法華狼の日記

他名義は“ほっけ”等。主な話題は、アニメやネットや歴史認識の感想。ときどき著名人は敬称略。

『鴛鴦歌合戦』

GYAO!の日活映画100周年特集*1で配信されていた、マキノ雅弘監督による1939年の時代劇映画。
約70分の尺を使って、若い浪人者をとりあう少女たちの恋愛模様と、老いた内職浪人と殿様の蒐集狂戦を、オペレッタ調で描いていく。


どうやら近年にデジタルリマスターした版を配信したらしく、画面はなかなか綺麗だった。
映画そのものも、レイアウトからカメラワークまで、戦前の邦画とは思えないほど完成度が高い。オープンセットをねりあるきながら歌う冒頭や、内職で貼った傘を一面にならべて干している場面など、現代の感覚でも充分な見せ場になっている。さすがに終盤のチャンバラは動きが遅いものの、もともと緊迫した状況ではないので、この作品においては問題にならない。
あとで調べてみて、主演の急病により即席で企画されて早撮りされた作品だと知って驚いた。
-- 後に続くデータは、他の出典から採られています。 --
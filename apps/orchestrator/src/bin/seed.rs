// [apps/orchestrator/src/bin/seed.rs]
/*!
 * APARATO: SEMBRADOR DE DATOS DE DESARROLLO
 * CLASIFICACIÓN: INFRASTRUCTURE UTILITY
 * RESPONSABILIDAD: CREA UNA APP, UN CANAL `production` POR DEFECTO Y UN
 *    RELEASE ACTIVO DE MUESTRA PARA PROBAR EL FLUJO LOCALMENTE
 */

use bundlenudge_domain_models::{Constraints, Platform};
use bundlenudge_infra_db::{AppRepository, ChannelRepository, DbClient, ReleaseRepository};
use dotenvy::dotenv;
use sha2::{Digest, Sha256};
use tracing::info;

#[tokio::main]
async fn main() -> anyhow::Result<()> {
    dotenv().ok();
    tracing_subscriber::fmt().with_env_filter("info,bundlenudge_infra_db=debug").with_target(false).init();

    let database_connection_url =
        std::env::var("DATABASE_URL").expect("FATAL: DATABASE_URL not set in the runtime environment");
    let database_access_token = std::env::var("TURSO_AUTH_TOKEN").ok();

    let database_client = DbClient::connect(&database_connection_url, database_access_token).await?;

    let apps = AppRepository::new(database_client.clone());
    let channels = ChannelRepository::new(database_client.clone());
    let releases = ReleaseRepository::new(database_client);

    info!("💠 [SEED]: creating sample app...");
    let app = apps.create(Platform::Ios, "dev-team").await?;

    info!("💠 [SEED]: creating default production channel...");
    let channel = channels.create(app.id, "production", true, 100, &Constraints::any_platform()).await?;

    let bundle_bytes = b"console.log('hello from bundlenudge seed data')";
    let bundle_hash = hex::encode(Sha256::digest(bundle_bytes));

    info!("💠 [SEED]: creating a pending release...");
    let release = releases
        .create_pending(
            app.id,
            Some(channel.id),
            "1.0.0",
            "https://example.invalid/bundles/1.0.0.js",
            bundle_bytes.len() as u64,
            &bundle_hash,
            100,
            &Constraints::any_platform(),
            Some("initial seed release"),
        )
        .await?;

    info!(app_id = %app.id, channel_id = %channel.id, release_id = %release.id, "✅ [SEED_COMPLETE]: ready for local testing");
    Ok(())
}
// [apps/device-simulator/src/callbacks.rs]
/*!
 * APARATO: CALLBACKS DEL HOST CLI
 * RESPONSABILIDAD: IMPLEMENTACIÓN DE `AgentCallbacks` QUE IMPRIME CADA
 *    GANCHO DE OBSERVACIÓN A STDERR VÍA `tracing` (§9 "callbacks for
 *    side effects")
 */

use bundlenudge_device_agent::{AgentCallbacks, AgentError};
use tracing::{info, warn};

#[derive(Debug, Default, Clone, Copy)]
pub struct PrintingCallbacks;

impl AgentCallbacks for PrintingCallbacks {
    fn on_native_update_detected(&self) {
        info!("📱 [SIMULATOR]: native app update detected, OTA state cleared");
    }

    fn on_validation_failed(&self, version: &str) {
        warn!(version, "🚫 [SIMULATOR]: on-disk bundle failed validation, falling back to embedded");
    }

    fn on_error(&self, error: &AgentError) {
        warn!(%error, "⚠️ [SIMULATOR]: agent reported an error");
    }

    fn on_download_progress(&self, received: u64, total: u64) {
        info!(received, total, "⬇️ [SIMULATOR]: download progress");
    }
}
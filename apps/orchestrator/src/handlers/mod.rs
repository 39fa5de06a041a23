// [apps/orchestrator/src/handlers/mod.rs]
/*!
 * APARATO: ADAPTADORES HTTP DEL CONTROL-PLANE
 * RESPONSABILIDAD: AGRUPA LOS HANDLERS DE AXUM POR SUPERFICIE
 */

pub mod devices;
pub mod error;
pub mod health;
pub mod releases;
pub mod telemetry;
pub mod updates;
物語も全体として筋は明快で、おおむね楽しめる内容だった。さまざまな立場の人間がいれかわりたちかわり登場しながら、皮肉な状況に直面していく。欠点は、群像劇ということを考慮しても序盤の話運びがわかりにくかったため、尺から考えて少女たちの数を減らしてもいいかと思ったくらい。
それと個人的に、蒐集狂の気持ちがわかる人間として、内職浪人の娘が最後にとった行動は少し嫌だった。蒐集物より人間が大事という道徳観もわかるが、そのことは後半から内職浪人も理解して行動していたのだし、蒐集狂としての喜びを少し味あわせた状態で終わらせてほしかったよ。客観的に見れば、その場面まで内職浪人の蒐集熱のせいで娘が苦労していたのではあるが。